Stored items
============================================================

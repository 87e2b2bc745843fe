//! The game context: every piece of mutable state in one value.
//!
//! A [`GameState`] is passed by `&mut` into the Mutation API and the turn
//! resolver; there is no ambient global state. External readers should
//! only observe it between completed turns.

use std::collections::BTreeMap;

use oilnet_ledger::Ledger;
use oilnet_types::{MarketState, Player, PlayerId, TurnSnapshot};
use oilnet_world::{GraphModel, Pathfinder};
use rust_decimal::Decimal;
use tracing::info;

use crate::clock::{ClockError, TurnClock};
use crate::config::{ConfigError, GameConfig};
use crate::market::opening_market;
use crate::random::{RandomSource, SeededRandom};
use crate::turn::TurnSummary;

/// Errors that can occur when setting up a game.
#[derive(Debug, thiserror::Error)]
pub enum GameError {
    /// The configuration was rejected.
    #[error("config error: {source}")]
    Config {
        /// The underlying config error.
        #[from]
        source: ConfigError,
    },

    /// The turn clock could not be created.
    #[error("clock error: {source}")]
    Clock {
        /// The underlying clock error.
        #[from]
        source: ClockError,
    },
}

/// All state of a running game.
#[derive(Debug)]
pub struct GameState {
    /// Configuration the game was started with.
    pub config: GameConfig,
    /// Completed-turn counter.
    pub clock: TurnClock,
    /// Transport graph with ownership and per-turn counters.
    pub graph: GraphModel,
    /// Routing oracle, rebuilt after every successful command.
    pub pathfinder: Pathfinder,
    /// Players keyed by id.
    pub players: BTreeMap<PlayerId, Player>,
    /// Global prices and demand parameters.
    pub market: MarketState,
    /// Every cash movement of the game.
    pub ledger: Ledger,
    /// One snapshot per completed turn.
    pub history: Vec<TurnSnapshot>,
    /// Summary of the most recent turn.
    pub last_summary: Option<TurnSummary>,
    /// Noise for the price walk and demand growth.
    pub rng: Box<dyn RandomSource + Send>,
}

impl GameState {
    /// Start a game seeded from `config.game.seed`.
    ///
    /// # Errors
    ///
    /// Returns [`GameError`] if the configuration is invalid.
    pub fn new(config: GameConfig, graph: GraphModel) -> Result<Self, GameError> {
        let rng = Box::new(SeededRandom::new(config.game.seed));
        Self::with_random(config, graph, rng)
    }

    /// Start a game with an explicit random source.
    ///
    /// # Errors
    ///
    /// Returns [`GameError`] if the configuration is invalid.
    pub fn with_random(
        config: GameConfig,
        graph: GraphModel,
        rng: Box<dyn RandomSource + Send>,
    ) -> Result<Self, GameError> {
        config.validate()?;
        let clock = TurnClock::new(config.game.turn_limit)?;

        let mut players = BTreeMap::new();
        for (raw, name) in (1_u32..).zip(config.game.players.iter()) {
            let id = PlayerId::new(raw);
            players.insert(id, Player::new(id, name.as_str(), config.game.starting_cash));
        }

        let pathfinder = Pathfinder::from_graph(&graph);
        let market = opening_market(&config.market);

        info!(
            game = %config.game.name,
            seed = config.game.seed,
            turn_limit = config.game.turn_limit,
            players = players.len(),
            nodes = graph.node_count(),
            edges = graph.edge_count(),
            "Game created"
        );

        Ok(Self {
            config,
            clock,
            graph,
            pathfinder,
            players,
            market,
            ledger: Ledger::new(),
            history: Vec::new(),
            last_summary: None,
            rng,
        })
    }

    /// Number of completed turns.
    pub const fn turn(&self) -> u64 {
        self.clock.turn()
    }

    /// Whether the configured number of turns has been played.
    pub const fn is_game_over(&self) -> bool {
        self.clock.is_over()
    }

    /// Player with the highest cumulative profit once the game is over.
    ///
    /// Ties go to the lowest player id. Returns `None` while turns remain or
    /// when there are no players.
    pub fn winner(&self) -> Option<PlayerId> {
        if !self.is_game_over() {
            return None;
        }
        self.leader().map(|(id, _)| id)
    }

    /// Player currently ahead on cumulative profit, with that profit.
    ///
    /// Ties go to the lowest player id. `None` only when there are no
    /// players.
    pub fn leader(&self) -> Option<(PlayerId, Decimal)> {
        let mut best: Option<(PlayerId, Decimal)> = None;
        for player in self.players.values() {
            if best.is_none_or(|(_, profit)| player.cumulative_profit > profit) {
                best = Some((player.id, player.cumulative_profit));
            }
        }
        best
    }

    /// Re-derive the routing oracle from the current graph.
    pub fn rebuild_pathfinder(&mut self) {
        self.pathfinder.rebuild(&self.graph);
    }
}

============================================================

■ Task instructions:
Read the data above. Pull out each line in which the string "oracle" appears.

■ Result for this exercise:
    /// Routing oracle, rebuilt after every successful command.
    /// Re-derive the routing oracle from the current graph.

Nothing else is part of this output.